My father's oldest brother, Mogens, played a very active role in the Danish Resistance, which from 1943 to the end of the war exponentially increased its act of sabotage, spying, and killings of German officers and Danish collaborators. Mogens had joined the Finnish Army in 1940 to fight the Russian invasion, providing him with military training. He was apparently very good with a gun. My father said Mogens did things like blow up trains and other violent activities.

My grandfather had a very different aura. He was known as an amiable and kind man. When the British Army arrived in Skaelskor the soldiers stayed at his house and they became family friends.

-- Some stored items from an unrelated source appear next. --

//! Repository API trait for search and metadata operations

use async_trait::async_trait;

use crate::client::models::{BranchDetails, Contributor, Release, Repository};
use crate::client::pagination::{PagedResponse, SearchParams};
use crate::error::Result;

/// Maximum contributors returned by [`RepoApi::list_contributors`]
pub const MAX_CONTRIBUTORS: usize = 5;

/// Repository search and metadata operations for the GitHub API
#[async_trait]
pub trait RepoApi: Send + Sync {
    // ========================================================================
    // Search
    // ========================================================================

    /// Search repositories, one page at a time
    async fn search_repositories(&self, params: &SearchParams)
    -> Result<PagedResponse<Repository>>;

    // ========================================================================
    // Repository
    // ========================================================================

    /// Repository details
    async fn get_repo(&self, owner: &str, repo: &str) -> Result<Repository>;

    /// Existence/permission probe. Never served from cache.
    async fn probe_repo(&self, owner: &str, repo: &str) -> Result<Repository>;

    /// Branch head details
    async fn get_branch(&self, owner: &str, repo: &str, branch: &str) -> Result<BranchDetails>;

    /// Top contributors, at most [`MAX_CONTRIBUTORS`]
    async fn list_contributors(&self, owner: &str, repo: &str) -> Result<Vec<Contributor>>;

    // ========================================================================
    // Releases
    // ========================================================================

    /// All published releases, newest first
    async fn list_releases(&self, owner: &str, repo: &str) -> Result<Vec<Release>>;

    /// Latest non-prerelease release
    async fn get_latest_release(&self, owner: &str, repo: &str) -> Result<Release>;
}
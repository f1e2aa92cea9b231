//! Configuration management for repopress
//!
//! [`Settings`] is the persisted preference set (credential, cache duration,
//! directories). [`HostEnvironment`] describes the running WordPress/PHP
//! versions the compatibility checks compare against.

use serde::{Deserialize, Serialize};
use std::path::{Path, PathBuf};
use std::time::Duration;

use crate::error::{CacheError, ConfigError, Result};

/// GitHub REST API base URL
pub const DEFAULT_API_BASE_URL: &str = "https://api.github.com";

/// GitHub web base URL (used for HTML scraping fallbacks)
pub const DEFAULT_WEB_BASE_URL: &str = "https://github.com";

/// Environment variable overriding the configured access token
pub const TOKEN_ENV: &str = "REPOPRESS_GITHUB_TOKEN";

/// Environment variable overriding the API base URL
pub const API_BASE_URL_ENV: &str = "REPOPRESS_API_BASE_URL";

/// Smallest and largest search page size GitHub results are shown in
pub const MIN_RESULTS_PER_PAGE: usize = 10;
pub const MAX_RESULTS_PER_PAGE: usize = 12;

/// Library configuration
#[derive(Debug, Clone, Serialize, Deserialize)]
pub struct Settings {
    /// GitHub personal access token
    #[serde(default, skip_serializing_if = "Option::is_none")]
    pub access_token: Option<String>,

    /// How long search results and repository data stay cached, in hours
    #[serde(default = "default_cache_duration_hours")]
    pub cache_duration_hours: u64,

    /// GitHub API base URL
    #[serde(default = "default_api_base_url")]
    pub api_base_url: String,

    /// GitHub web base URL
    #[serde(default = "default_web_base_url")]
    pub web_base_url: String,

    /// Search page size
    #[serde(default = "default_results_per_page")]
    pub results_per_page: usize,

    /// Interval between scheduled update checks, in hours
    #[serde(default = "default_update_interval_hours")]
    pub update_check_interval_hours: u64,

    /// Host plugins directory
    #[serde(default, skip_serializing_if = "Option::is_none")]
    pub plugins_dir: Option<PathBuf>,

    /// Host themes directory
    #[serde(default, skip_serializing_if = "Option::is_none")]
    pub themes_dir: Option<PathBuf>,

    /// Cache directory (defaults to the platform cache dir)
    #[serde(default, skip_serializing_if = "Option::is_none")]
    pub cache_dir: Option<PathBuf>,
}

fn default_cache_duration_hours() -> u64 {
    12
}

fn default_api_base_url() -> String {
    DEFAULT_API_BASE_URL.to_string()
}

fn default_web_base_url() -> String {
    DEFAULT_WEB_BASE_URL.to_string()
}

fn default_results_per_page() -> usize {
    MAX_RESULTS_PER_PAGE
}

fn default_update_interval_hours() -> u64 {
    24
}

impl Default for Settings {
    fn default() -> Self {
        Self {
            access_token: None,
            cache_duration_hours: default_cache_duration_hours(),
            api_base_url: default_api_base_url(),
            web_base_url: default_web_base_url(),
            results_per_page: default_results_per_page(),
            update_check_interval_hours: default_update_interval_hours(),
            plugins_dir: None,
            themes_dir: None,
            cache_dir: None,
        }
    }
}

impl Settings {
    /// Get the default config file path
    pub fn default_path() -> Result<PathBuf> {
        let base = dirs::config_dir().ok_or(ConfigError::Invalid(
            "Could not determine config directory".to_string(),
        ))?;

        Ok(base.join("repopress").join("settings.yaml"))
    }

    /// Load configuration from the default path
    pub fn load() -> Result<Self> {
        Self::load_from(&Self::default_path()?)
    }

    /// Load configuration from a specific path
    pub fn load_from(path: &Path) -> Result<Self> {
        if !path.exists() {
            return Err(ConfigError::NotFound.into());
        }

        let contents = std::fs::read_to_string(path)?;
        let settings: Settings = serde_yaml::from_str(&contents).map_err(ConfigError::from)?;
        settings.validate()?;

        Ok(settings)
    }

    /// Save configuration to a specific path
    pub fn save_to(&self, path: &Path) -> Result<()> {
        if let Some(parent) = path.parent() {
            std::fs::create_dir_all(parent)?;
        }

        let contents =
            serde_yaml::to_string(self).map_err(|e| ConfigError::SaveError(e.to_string()))?;

        std::fs::write(path, contents)?;

        // The file holds a credential
        #[cfg(unix)]
        {
            use std::os::unix::fs::PermissionsExt;
            let mut perms = std::fs::metadata(path)?.permissions();
            perms.set_mode(0o600);
            std::fs::set_permissions(path, perms)?;
        }

        Ok(())
    }

    /// Apply `REPOPRESS_*` environment overrides.
    pub fn apply_env(self) -> Self {
        self.apply_overrides(|name| std::env::var(name).ok())
    }

    /// Apply overrides from an arbitrary lookup (environment in production).
    pub fn apply_overrides(mut self, lookup: impl Fn(&str) -> Option<String>) -> Self {
        if let Some(token) = lookup(TOKEN_ENV).filter(|t| !t.trim().is_empty()) {
            self.access_token = Some(token.trim().to_string());
        }
        if let Some(url) = lookup(API_BASE_URL_ENV).filter(|u| !u.trim().is_empty()) {
            self.api_base_url = url.trim().trim_end_matches('/').to_string();
        }
        self
    }

    /// Check value ranges
    pub fn validate(&self) -> Result<()> {
        if self.cache_duration_hours == 0 {
            return Err(
                ConfigError::Invalid("cache_duration_hours must be at least 1".to_string()).into(),
            );
        }
        if self.update_check_interval_hours == 0 {
            return Err(ConfigError::Invalid(
                "update_check_interval_hours must be at least 1".to_string(),
            )
            .into());
        }
        Ok(())
    }

    /// Non-empty access token, if configured
    pub fn token(&self) -> Option<&str> {
        self.access_token
            .as_deref()
            .map(str::trim)
            .filter(|t| !t.is_empty())
    }

    /// TTL for cached GitHub data
    pub fn cache_ttl(&self) -> Duration {
        Duration::from_secs(self.cache_duration_hours.max(1) * 60 * 60)
    }

    /// Interval between scheduled update checks
    pub fn update_interval(&self) -> Duration {
        Duration::from_secs(self.update_check_interval_hours.max(1) * 60 * 60)
    }

    /// Search page size clamped to the supported range
    pub fn page_size(&self) -> usize {
        self.results_per_page
            .clamp(MIN_RESULTS_PER_PAGE, MAX_RESULTS_PER_PAGE)
    }

    /// Resolved cache directory
    pub fn resolved_cache_dir(&self) -> std::result::Result<PathBuf, CacheError> {
        match &self.cache_dir {
            Some(dir) => Ok(dir.clone()),
            None => Ok(dirs::cache_dir().ok_or(CacheError::NoHome)?.join("repopress")),
        }
    }
}

/// Host key-value settings collaborator
pub trait SettingsStore: Send + Sync {
    /// Configured access token, if any
    fn access_token(&self) -> Option<String>;

    /// Replace (or clear) the access token and persist it
    fn set_access_token(&mut self, token: Option<String>) -> Result<()>;

    /// Cache duration preference
    fn cache_duration(&self) -> Duration;
}

/// [`SettingsStore`] persisted as a YAML file
#[derive(Debug, Clone)]
pub struct FileSettingsStore {
    path: PathBuf,
    settings: Settings,
}

impl FileSettingsStore {
    /// Open the store at `path`, starting from defaults when the file is missing.
    pub fn open(path: impl Into<PathBuf>) -> Result<Self> {
        let path = path.into();
        let settings = match Settings::load_from(&path) {
            Ok(settings) => settings,
            Err(crate::error::Error::Config(ConfigError::NotFound)) => Settings::default(),
            Err(e) => return Err(e),
        };
        Ok(Self { path, settings })
    }

    pub fn settings(&self) -> &Settings {
        &self.settings
    }
}

impl SettingsStore for FileSettingsStore {
    fn access_token(&self) -> Option<String> {
        self.settings.token().map(str::to_string)
    }

    fn set_access_token(&mut self, token: Option<String>) -> Result<()> {
        self.settings.access_token = token
            .map(|t| t.trim().to_string())
            .filter(|t| !t.is_empty());
        self.settings.save_to(&self.path)
    }

    fn cache_duration(&self) -> Duration {
        self.settings.cache_ttl()
    }
}

/// Versions of the running host, compared against package requirements
#[derive(Debug, Clone, PartialEq, Eq, Serialize, Deserialize)]
pub struct HostEnvironment {
    /// WordPress version
    pub host_version: String,

    /// PHP version
    pub runtime_version: String,
}

impl HostEnvironment {
    pub fn new(host_version: impl Into<String>, runtime_version: impl Into<String>) -> Self {
        Self {
            host_version: host_version.into(),
            runtime_version: runtime_version.into(),
        }
    }
}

One of them, a corporal, was killed a few years later in Palestine by the Jewish resistance. My father wrote "I remember [Bedstefar's] bitterness over the irony of this outcome. Although he overcame whatever anti-Semitism he had harbored, he never did become a fan of Israel."

As the local representative for the Red Cross, Bedstefar oversaw a nearby camp holding refugees from the Baltic countries and Russia. The Danish and Dutch Red Cross gave him medals for his humanitarian work.

Bedstefar's most dangerous tasks took place during the war and involved saving downed Allied airmen. When the Resistance rescued a flyer, they would call my grandfather. He drove his car to get the airman and brought him back to his office, mended the injuries and gave him a new set of clothes. Bedstefar bandaged the young English-speaking man's entire head so that he could not talk, even if he tried.

Bedstefar then alerted a colleague in Copenhagen that he had a patient with a head injury caused by a tractor accident. The next call went to the German authorities to let them know there had been an accident and that they should let his patient through all the German road blocks to Copenhagen. Picking up that phone and making that call was fantastically dangerous work. If discovered, he would be executed on the spot. He risked his life for young men he did not know and would never encounter again.

Preben Munch-Nielsen later wrote this about his experiences as a 17-year-old boy helping Jewish refugees navigate the Gestapo. "There were so many jobs involved,” he wrote. “You cannot afford to be afraid. And if you were, you could not let it have any impact on what you had to do. It was a matter of decency."